* Directions for this task:
Provide the count of lines below that include the word "None", without any accompanying remarks.

(Collected data entries)
-=-=-=-=-
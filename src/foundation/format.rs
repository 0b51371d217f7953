//! Message formatting, deferred and pluggable.
//!
//! Outcomes store template + arguments only; formatting happens when the
//! result tree is queried. The same immutable tree can therefore be
//! re-formatted with a different formatter after the fact.

use crate::foundation::outcome::RuleOutcome;

/// Renders a rule outcome's message.
///
/// Invoked lazily by the result tree's message accessors, never during
/// evaluation. Implementations must be pure: formatting the same outcome
/// twice yields the same string and mutates nothing.
pub trait Formatter: Send + Sync {
    /// Formats the outcome's template with its arguments.
    fn format(&self, outcome: &RuleOutcome) -> String;
}

/// The built-in formatter: positional `{0}`-style placeholder substitution.
///
/// # Examples
///
/// ```rust,ignore
/// // template: "The field {0} must be within {1} and {2}."
/// // args:     ["Age", "18", "120"]
/// // output:   "The field Age must be within 18 and 120."
/// ```
#[derive(Debug, Clone, Copy, Default)]
pub struct DefaultFormatter;

impl Formatter for DefaultFormatter {
    fn format(&self, outcome: &RuleOutcome) -> String {
        let args = outcome.args();
        let mut message = String::with_capacity(outcome.template().len());
        let mut rest = outcome.template();
        // Single left-to-right scan over the template only, so argument text
        // that happens to contain `{N}` is never re-substituted.
        while let Some(open) = rest.find('{') {
            message.push_str(&rest[..open]);
            let tail = &rest[open + 1..];
            let placeholder = tail
                .find('}')
                .filter(|&close| close > 0 && tail[..close].bytes().all(|b| b.is_ascii_digit()));
            match placeholder {
                Some(close) => {
                    match tail[..close].parse::<usize>().ok().and_then(|i| args.get(i)) {
                        Some(arg) => message.push_str(arg),
                        // Unfilled placeholders are kept verbatim.
                        None => message.push_str(&rest[open..=open + close + 1]),
                    }
                    rest = &tail[close + 1..];
                }
                None => {
                    message.push('{');
                    rest = tail;
                }
            }
        }
        message.push_str(rest);
        message
    }
}

#[cfg(test)]
mod tests {
    use super::*;
    use crate::foundation::check::RuleCheck;

    fn outcome(template: &'static str, args: &[&str]) -> RuleOutcome {
        let mut check = RuleCheck::fail(template);
        for arg in args {
            check = check.with_arg(arg);
        }
        match check {
            RuleCheck::Fail { template, args } => {
                RuleOutcome::failed("test", "Test", template, args)
            }
            other => panic!("expected Fail, got {other:?}"),
        }
    }

    #[test]
    fn substitutes_positional_placeholders() {
        let o = outcome("The field {0} must be within {1} and {2}.", &["Age", "18", "120"]);
        assert_eq!(
            DefaultFormatter.format(&o),
            "The field Age must be within 18 and 120."
        );
    }

    #[test]
    fn repeated_placeholder_is_replaced_everywhere() {
        let o = outcome("{0} and {0} again", &["x"]);
        assert_eq!(DefaultFormatter.format(&o), "x and x again");
    }

    #[test]
    fn missing_args_leave_placeholders() {
        let o = outcome("needs {0} and {1}", &["only-one"]);
        assert_eq!(DefaultFormatter.format(&o), "needs only-one and {1}");
    }

    #[test]
    fn argument_text_is_never_reinterpreted() {
        // An argument containing placeholder syntax must land verbatim, not
        // have later arguments spliced into it.
        let o = outcome("{0} and {1}", &["literal {1} inside", "second"]);
        assert_eq!(
            DefaultFormatter.format(&o),
            "literal {1} inside and second"
        );
    }

    #[test]
    fn non_placeholder_braces_pass_through() {
        let o = outcome("keep {} and {not-an-index} but fill {0}", &["x"]);
        assert_eq!(
            DefaultFormatter.format(&o),
            "keep {} and {not-an-index} but fill x"
        );
    }

    #[test]
    fn formatting_is_repeatable() {
        let o = outcome("field {0}", &["Name"]);
        assert_eq!(DefaultFormatter.format(&o), DefaultFormatter.format(&o));
    }
}
//! Fatal errors raised by a validation call.
//!
//! Validation FAILURES are never errors: they are recorded as failing
//! outcomes inside the result tree. An `Err` from a validate entrypoint
//! means the call itself could not produce a trustworthy tree.

use std::borrow::Cow;

/// Fatal error from a top-level validate call.
///
/// Recoverable rule failures live in the [`ValidationResult`] tree; an
/// `EngineError` aborts the call and no partial tree is returned.
///
/// [`ValidationResult`]: crate::result::ValidationResult
#[derive(Debug, thiserror::Error)]
pub enum EngineError {
    /// A rule lacked required configuration, or the rule configurator
    /// returned a replacement of the wrong concrete type.
    #[error("rule `{rule}` is misconfigured: {reason}")]
    Misconfigured {
        /// The rule that could not run.
        rule: &'static str,
        /// What is missing or malformed.
        reason: Cow<'static, str>,
    },

    /// A rule's evaluation failed unexpectedly.
    #[error("rule `{rule}` failed to evaluate")]
    RuleFailed {
        /// The rule that failed.
        rule: &'static str,
        /// The underlying failure.
        #[source]
        source: Box<dyn std::error::Error + Send + Sync>,
    },

    /// A synchronous validate call reached an asynchronous rule.
    #[error("schema contains asynchronous rules; use `validate_async`")]
    AsyncSchema,

    /// The object graph loops back onto an instance already being validated.
    #[error("cycle detected in object graph at `{path}`")]
    CycleDetected {
        /// Dotted member path where the revisit happened.
        path: String,
    },

    /// The caller's cancellation token fired; partial results are discarded.
    #[error("validation cancelled before member `{member}`")]
    Cancelled {
        /// The member whose traversal was about to start.
        member: String,
    },
}

impl EngineError {
    pub(crate) fn misconfigured(rule: &'static str, reason: impl Into<Cow<'static, str>>) -> Self {
        Self::Misconfigured {
            rule,
            reason: reason.into(),
        }
    }
}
-=-=-=-=-
* Answer space:
2